By on November 18, 2015

IMG_3359 (1)

Square-jawed linebacker and sometimes-Alfa chief Reid Bigland took the covers off the 2016 Alfa Romeo Giulia QV for the first time in North America on Tuesday.

The car, which has been delayed about six months, will boast 505 horsepower and a price tag in the “$70,000 range” when it goes on sale next year. According to Bigland, the Giulia QV’s 7:39 lap around the Nurburgring is the quickest for any sedan.

For the reveal, Alfa brought out its big guns.

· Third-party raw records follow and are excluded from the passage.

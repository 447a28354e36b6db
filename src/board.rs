use crate::tiles::{encode, Cell, Letter, LetterCounts, Rack};
use crate::Error;
use std::convert::TryFrom;
use std::fmt;
use std::str::FromStr;

/// The dimension of the board: `BOARD_SIZE` x `BOARD_SIZE` squares
pub const BOARD_SIZE: usize = 15;

const N: usize = BOARD_SIZE;
type Row = [Cell; N];
type State = [Row; N];

/// Direction in which a word is written on the board.
#[derive(Debug, Copy, Clone, PartialEq, Eq)]
pub enum Orientation {
    /// Column increases for each letter
    Horizontal,
    /// Row increases for each letter
    Vertical,
}

impl Orientation {
    /// (row, column) step between two letters.
    fn step(self) -> (usize, usize) {
        match self {
            Orientation::Horizontal => (0, 1),
            Orientation::Vertical => (1, 0),
        }
    }
}

impl TryFrom<char> for Orientation {
    type Error = Error;
    fn try_from(ch: char) -> Result<Self, Self::Error> {
        match ch {
            'H' | 'h' => Ok(Orientation::Horizontal),
            'V' | 'v' => Ok(Orientation::Vertical),
            _ => Err(Error::InvalidOrientation(ch)),
        }
    }
}

impl FromStr for Orientation {
    type Err = Error;

    fn from_str(s: &str) -> Result<Self, Self::Err> {
        let mut chars = s.trim().chars();
        match (chars.next(), chars.next()) {
            (Some(ch), None) => Orientation::try_from(ch),
            (Some(ch), Some(_)) => Err(Error::InvalidOrientation(ch)),
            (None, _) => Err(Error::InvalidOrientation(' ')),
        }
    }
}

impl fmt::Display for Orientation {
    fn fmt(&self, f: &mut fmt::Formatter) -> fmt::Result {
        match self {
            Orientation::Horizontal => write!(f, "H"),
            Orientation::Vertical => write!(f, "V"),
        }
    }
}

/// The cells that a word fills on the board, as (row, col, letter).
/// Cells that already held the right letter are not included.
#[derive(Debug, Clone, Default, PartialEq, Eq)]
pub struct Placement {
    cells: Vec<(usize, usize, Letter)>,
}

impl Placement {
    pub fn cells(&self) -> &[(usize, usize, Letter)] {
        &self.cells
    }

    /// Number of tiles used from the rack
    pub fn len(&self) -> usize {
        self.cells.len()
    }

    pub fn is_empty(&self) -> bool {
        self.cells.is_empty()
    }

    /// The letters taken from the rack, in the order of use.
    pub fn letters(&self) -> impl Iterator<Item = Letter> + '_ {
        self.cells.iter().map(|&(_, _, letter)| letter)
    }

    fn counts(&self) -> LetterCounts {
        self.letters().collect()
    }
}

/// Display the board state as 15 lines of 15 squares.
/// Empty squares show as ".".
impl fmt::Display for Board {
    fn fmt(&self, f: &mut fmt::Formatter) -> fmt::Result {
        let repr = self
            .horizontal
            .iter()
            .map(|row| row.iter().map(Cell::to_string).collect::<String>())
            .collect::<Vec<String>>()
            .join("\n");
        write!(f, "{}", repr)
    }
}

impl Default for Board {
    fn default() -> Self {
        Board {
            horizontal: [[Cell::EMPTY; N]; N],
        }
    }
}

/// Represents the letters on a board of 15x15 squares.
///
/// Once a square holds a letter, it is never changed to a different letter.
///
/// ## Examples
/// ```
/// use wordgame_engine::{Board, Orientation, Rack, Error};
/// let mut board = Board::new();
/// let mut rack: Rack = "CATXXXX".parse()?;
/// let placement = board.place_word("cat", 7, 7, Orientation::Horizontal, &mut rack)?;
/// assert_eq!(placement.len(), 3);
/// assert_eq!(rack.len(), 4);
/// assert!(board.is_occupied(7, 9));
/// # Ok::<(), Error>(())
/// ```
#[derive(Debug, Clone, PartialEq, Eq)]
pub struct Board {
    horizontal: State,
}

impl Board {
    /// Create a new empty board.
    pub fn new() -> Board {
        Board::default()
    }

    /// Parse board state from a list of strings.
    /// The list must contain 15 rows of 15 characters, `.` or ` ` for an empty square.
    /// ## Errors
    /// If the list of strings has wrong dimensions or cannot be parsed as rows.
    ///
    /// ## Examples
    /// ```
    /// use wordgame_engine::{Board, Error};
    /// let mut state = vec!["..............."; 15];
    /// state[7] = ".......CAT.....";
    /// let board = Board::new().with_state_from_strings(&state)?;
    /// assert_eq!(board.letter_at(7, 8).map(char::from), Some('A'));
    /// # Ok::<(), Error>(())
    /// ```
    pub fn with_state_from_strings(mut self, rows: &[&str]) -> Result<Board, Error> {
        self.set_state_from_strings(rows)?;
        Ok(self)
    }

    /// Set board state from list of strings
    /// ## Errors
    /// If the list of strings has wrong dimensions or cannot be parsed as rows.
    pub fn set_state_from_strings(&mut self, rows: &[&str]) -> Result<(), Error> {
        if rows.len() != N {
            return Err(Error::InvalidRowCount(rows.len()));
        }
        let mut state = [[Cell::EMPTY; N]; N];
        for (i, &row) in rows.iter().enumerate() {
            let cells = row
                .chars()
                .map(Cell::try_from)
                .collect::<Result<Vec<_>, Error>>()?;
            if cells.len() != N {
                return Err(Error::InvalidRowLength(String::from(row), cells.len()));
            }
            state[i].copy_from_slice(&cells);
        }
        self.horizontal = state;
        Ok(())
    }

    /// Return the board rows
    pub fn rows(&self) -> &[[Cell; BOARD_SIZE]; BOARD_SIZE] {
        &self.horizontal
    }

    /// Get the letter at `row`, `col`, or None if the cell is empty or off the board.
    pub fn letter_at(&self, row: usize, col: usize) -> Option<Letter> {
        if row < N && col < N {
            self.horizontal[row][col].letter()
        } else {
            None
        }
    }

    /// Check if cell at `row`, `col` is occupied.
    pub fn is_occupied(&self, row: usize, col: usize) -> bool {
        self.letter_at(row, col).is_some()
    }

    /// Place `word` starting at `row`, `col` in the given direction, using tiles from `rack`.
    ///
    /// Letters already on the board must match the word and do not use a tile.
    /// For every empty square one tile is taken from the rack. The word is
    /// checked completely before anything is changed: on error the board and
    /// the rack are left untouched.
    ///
    /// Placing a word where all its letters are already on the board succeeds
    /// with an empty [`Placement`].
    /// ## Errors
    /// - [`EmptyWord`](Error::EmptyWord), [`InvalidLetter`](Error::InvalidLetter)
    ///   if the word can not be encoded.
    /// - [`PlacementOutOfBounds`](Error::PlacementOutOfBounds) if the word does not fit on the
    ///   board.
    /// - [`PlacementConflict`](Error::PlacementConflict) if a square holds a different letter.
    /// - [`InsufficientTiles`](Error::InsufficientTiles) if the rack lacks a tile for a new square.
    pub fn place_word(
        &mut self,
        word: &str,
        row: usize,
        col: usize,
        orientation: Orientation,
        rack: &mut Rack,
    ) -> Result<Placement, Error> {
        let placement = self.try_word(word, row, col, orientation, rack)?;
        self.commit(&placement, rack);
        Ok(placement)
    }

    /// Check if `word` can be placed, without changing the board or the rack.
    /// Returns the squares that would be filled.
    /// ## Errors
    /// See [`place_word`](Board::place_word).
    pub fn try_word(
        &self,
        word: &str,
        row: usize,
        col: usize,
        orientation: Orientation,
        rack: &Rack,
    ) -> Result<Placement, Error> {
        let result = self.check_word(word, row, col, orientation, rack);
        if let Err(err) = &result {
            tracing::debug!(
                "cannot place {} at ({}, {}) {}: {}",
                word,
                row,
                col,
                orientation,
                err
            );
        }
        result
    }

    fn check_word(
        &self,
        word: &str,
        row: usize,
        col: usize,
        orientation: Orientation,
        rack: &Rack,
    ) -> Result<Placement, Error> {
        let letters = encode(word)?;
        let len = letters.len();
        if len == 0 {
            return Err(Error::EmptyWord);
        }
        let (dr, dc) = orientation.step();
        // no arithmetic on row or col before they are known to be on the board
        let fits = row < N
            && col < N
            && match orientation {
                Orientation::Horizontal => len - 1 <= N - 1 - col,
                Orientation::Vertical => len - 1 <= N - 1 - row,
            };
        if !fits {
            return Err(Error::PlacementOutOfBounds {
                row,
                col,
                orientation,
                len,
            });
        }
        let mut cells = Vec::with_capacity(len);
        for (i, &letter) in letters.iter().enumerate() {
            let (r, c) = (row + i * dr, col + i * dc);
            match self.horizontal[r][c].letter() {
                None => cells.push((r, c, letter)),
                Some(found) if found == letter => {}
                Some(found) => {
                    return Err(Error::PlacementConflict {
                        row: r,
                        col: c,
                        found,
                        letter,
                    })
                }
            }
        }
        let placement = Placement { cells };
        // all new tiles at once, so a word needing a letter twice can not pass with one tile
        if let Some((letter, needed, available)) = placement.counts().shortage(&rack.counts()) {
            return Err(Error::InsufficientTiles {
                letter,
                needed,
                available,
            });
        }
        Ok(placement)
    }

    /// Write a checked placement on the board and take its tiles from `rack`.
    pub(crate) fn commit(&mut self, placement: &Placement, rack: &mut Rack) {
        for &(r, c, letter) in placement.cells() {
            let removed = rack.remove(letter);
            debug_assert!(removed, "placement was not checked against rack");
            self.horizontal[r][c] = Cell::from_letter(letter);
            tracing::trace!("placed {} at ({}, {})", letter, r, c);
        }
    }
}
//! Scopes, redacted secrets, and access tokens.

pub mod scope;
pub mod token;

pub use scope::*;
pub use token::*;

A compendium of cars from the automaker’s heritage lined its outdoor tent, including a 2008 8C, 1967 GTV, 1970 Giulia 1300 Ti, et al. (Why no Milano, no 164, or you know, ones I can actually afford? — Aaron)

The highlights:

• 505 horsepower
• 443 pounds-feet of torque
• Six-speed manual or automatic
• 3-liter, twin-turbocharged V-6
• 3.8 sec. 0-60 mph
• 191 mph top speed
• 7:39 Nurburgring lap time, 13 seconds faster than 911 Turbo
• 50/50 weight distribution
• 8.8-inch wide infotainment system
• Carbon fiber accents
• Probably not the best climate controls for a luxury sport compact

Bigland also outlined the base Giulia, which cost in the “$40,000 range” when it goes on sale. An all-new 276-horsepower, direct-injection four cylinder engine will power that model from 0-60 mph in around 5.5 seconds.

The Giulia’s exhaust note — not as potent as the 1968 Alfa Romeo Tipo 33 Stradale — sounds impressive in person.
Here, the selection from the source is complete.